And there are some useful insights to report. Kaufman says that most of the lead pipes are ones that branch off of main channels and link directly to homes.

“That’s where the lead is. There’s a potential for lead in the mains in bell and spigot joints made before 1950, which may have lead as a joiner,” said Kaufman. “It’s unlikely, but it’s possible. It’s hard to know because the records in the city were very poor.”

The maps will include shades to indicate ages of pipes as well, broken down by those installed before 1950, between 1950 and 1986, and those that came after. The post-1986 ones can easily be assumed to not have lead because that was the year that using lead in pipes was outlawed.

Taking factors like that into consideration with the parcel maps, Kaufman says that some zones of the city are more likely to have lead pipes than others. These hot spots appear to make a ring around the city’s outskirts. Toward the city’s center, the problem isn’t as common.

“We’re still looking at the data, but it’s probably correlated with the oldest homes in Flint,” said Kaufman. “It makes kind of a ring around the town center on all sides.”

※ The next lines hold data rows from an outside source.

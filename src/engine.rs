//! Assembly of the monitor service from configuration.

use std::sync::Arc;

use sysinfo::System;
use tracing::{info, warn};

use vigil_config::Config;
use vigil_core::{MonitorTypeRegistry, NotificationTypeRegistry};
use vigil_monitor::{
    LocalClusterLock, LogNotificationType, MemoryMonitorStore, MonitorService, MonitorSettings,
    WebhookNotificationType,
};
use vigil_monitor_system::SystemMonitorsExtension;

/// Host name stamped on events: the configured value, else the OS host name.
pub(crate) fn resolve_host_name(config: &Config) -> String {
    config
        .node
        .host_name
        .clone()
        .filter(|h| !h.trim().is_empty())
        .or_else(System::host_name)
        .unwrap_or_else(|| "localhost".to_string())
}

/// Register the built-in check and notification types.
pub(crate) fn register_builtins(
    monitor_types: &MonitorTypeRegistry,
    notification_types: &NotificationTypeRegistry,
) -> Result<(), Box<dyn std::error::Error>> {
    SystemMonitorsExtension::register(monitor_types)?;
    notification_types.register(Arc::new(LogNotificationType::new()))?;
    notification_types.register(Arc::new(WebhookNotificationType::new()))?;
    Ok(())
}

/// Build a service over an in-memory store seeded with the configured
/// definitions.
pub(crate) fn build_service(config: &Config) -> Result<MonitorService, Box<dyn std::error::Error>> {
    let monitor_types = Arc::new(MonitorTypeRegistry::new());
    let notification_types = Arc::new(NotificationTypeRegistry::new());
    register_builtins(&monitor_types, &notification_types)?;

    for monitor in &config.monitors {
        if monitor_types.get(&monitor.monitor_type).is_none() {
            warn!(
                "Monitor '{}' uses unknown type '{}'; it will be skipped",
                monitor.monitor_id, monitor.monitor_type
            );
        }
    }

    let store = Arc::new(MemoryMonitorStore::with_definitions(
        config.monitors.clone(),
        config.notifications.clone(),
    ));
    let host_name = resolve_host_name(config);
    info!(
        "Node {} (group {}, external id {}) on host {}: {} monitor(s), {} notification(s)",
        config.node.node_id,
        config.node.node_group_id,
        config.node.external_id,
        host_name,
        config.monitors.len(),
        config.notifications.len()
    );

    let service = MonitorService::builder()
        .store(store)
        .lock(Arc::new(LocalClusterLock::new(config.node.node_id.clone())))
        .identity(Arc::new(config.node.identity()))
        .monitor_types(monitor_types)
        .notification_types(notification_types)
        .host_name(host_name)
        .settings(MonitorSettings::from(config))
        .build()?;
    Ok(service)
}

Once the project wraps up, Kaufman expects that the maps he and others from the university’s Geographic Information Systems Center have generated will prove useful for tackling Flint’s water crisis. The approach could also be used in solving drinking water problems encountered by other cities with poor records of where pipes are located.

“All water utilities should try to map all locations of their pipes, including the ones going into homes,” said Kaufman.

Top image: The Flint River in Michigan circa 1979. (Credit: U.S. Army Corps of Engineers)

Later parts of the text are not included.